==== Information given
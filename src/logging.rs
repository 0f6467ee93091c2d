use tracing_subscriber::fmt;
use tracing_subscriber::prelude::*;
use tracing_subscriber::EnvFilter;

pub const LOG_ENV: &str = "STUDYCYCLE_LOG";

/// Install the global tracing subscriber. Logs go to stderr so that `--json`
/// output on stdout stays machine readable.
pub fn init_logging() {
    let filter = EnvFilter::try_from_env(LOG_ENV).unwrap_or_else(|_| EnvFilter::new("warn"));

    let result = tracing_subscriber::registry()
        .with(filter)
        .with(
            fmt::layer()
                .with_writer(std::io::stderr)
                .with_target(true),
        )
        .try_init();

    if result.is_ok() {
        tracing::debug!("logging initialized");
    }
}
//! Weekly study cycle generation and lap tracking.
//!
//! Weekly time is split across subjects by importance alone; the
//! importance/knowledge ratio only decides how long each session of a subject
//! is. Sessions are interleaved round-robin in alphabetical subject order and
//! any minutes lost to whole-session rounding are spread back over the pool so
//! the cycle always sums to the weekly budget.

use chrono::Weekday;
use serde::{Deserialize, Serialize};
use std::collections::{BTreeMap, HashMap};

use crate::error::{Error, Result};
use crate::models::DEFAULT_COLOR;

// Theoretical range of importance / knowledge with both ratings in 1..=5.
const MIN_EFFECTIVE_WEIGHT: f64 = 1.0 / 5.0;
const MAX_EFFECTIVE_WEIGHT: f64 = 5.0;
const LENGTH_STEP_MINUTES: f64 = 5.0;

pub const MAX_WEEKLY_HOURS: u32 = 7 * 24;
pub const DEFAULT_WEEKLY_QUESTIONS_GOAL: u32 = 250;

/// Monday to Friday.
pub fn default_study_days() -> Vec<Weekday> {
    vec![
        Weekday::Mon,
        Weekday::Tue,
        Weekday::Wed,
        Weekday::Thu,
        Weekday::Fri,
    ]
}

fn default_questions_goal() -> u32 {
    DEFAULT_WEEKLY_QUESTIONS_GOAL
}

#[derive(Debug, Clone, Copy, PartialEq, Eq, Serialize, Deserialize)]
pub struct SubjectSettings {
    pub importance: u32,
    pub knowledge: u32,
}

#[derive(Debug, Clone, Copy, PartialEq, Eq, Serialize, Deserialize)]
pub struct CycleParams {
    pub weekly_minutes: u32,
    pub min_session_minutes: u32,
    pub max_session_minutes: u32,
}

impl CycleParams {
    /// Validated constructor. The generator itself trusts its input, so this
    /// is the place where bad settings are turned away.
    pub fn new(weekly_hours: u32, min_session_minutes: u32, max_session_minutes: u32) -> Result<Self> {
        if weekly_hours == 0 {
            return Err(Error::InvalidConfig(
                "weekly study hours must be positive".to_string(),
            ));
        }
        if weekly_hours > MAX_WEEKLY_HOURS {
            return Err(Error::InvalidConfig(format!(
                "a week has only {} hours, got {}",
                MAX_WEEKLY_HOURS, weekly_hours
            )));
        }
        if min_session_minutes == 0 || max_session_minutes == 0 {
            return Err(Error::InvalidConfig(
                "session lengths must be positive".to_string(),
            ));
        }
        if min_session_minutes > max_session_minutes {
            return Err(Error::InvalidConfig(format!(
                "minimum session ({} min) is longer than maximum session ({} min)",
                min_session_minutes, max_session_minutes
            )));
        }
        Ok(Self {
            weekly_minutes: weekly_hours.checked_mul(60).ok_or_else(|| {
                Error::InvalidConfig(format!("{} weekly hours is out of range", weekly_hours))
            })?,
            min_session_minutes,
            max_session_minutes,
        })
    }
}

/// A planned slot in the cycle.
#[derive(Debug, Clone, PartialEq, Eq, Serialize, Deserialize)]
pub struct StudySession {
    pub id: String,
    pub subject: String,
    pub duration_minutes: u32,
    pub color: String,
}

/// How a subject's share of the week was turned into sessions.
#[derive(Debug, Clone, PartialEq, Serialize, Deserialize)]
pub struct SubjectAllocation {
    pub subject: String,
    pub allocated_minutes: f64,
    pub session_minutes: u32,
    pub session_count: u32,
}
========
§ What is being asked: Would you copy every line of the entries that includes the word "Serialize"?

§ Answer space:
use serde::{Deserialize, Serialize};
#[derive(Debug, Clone, Copy, PartialEq, Eq, Serialize, Deserialize)]
#[derive(Debug, Clone, Copy, PartialEq, Eq, Serialize, Deserialize)]
#[derive(Debug, Clone, PartialEq, Eq, Serialize, Deserialize)]
#[derive(Debug, Clone, PartialEq, Serialize, Deserialize)]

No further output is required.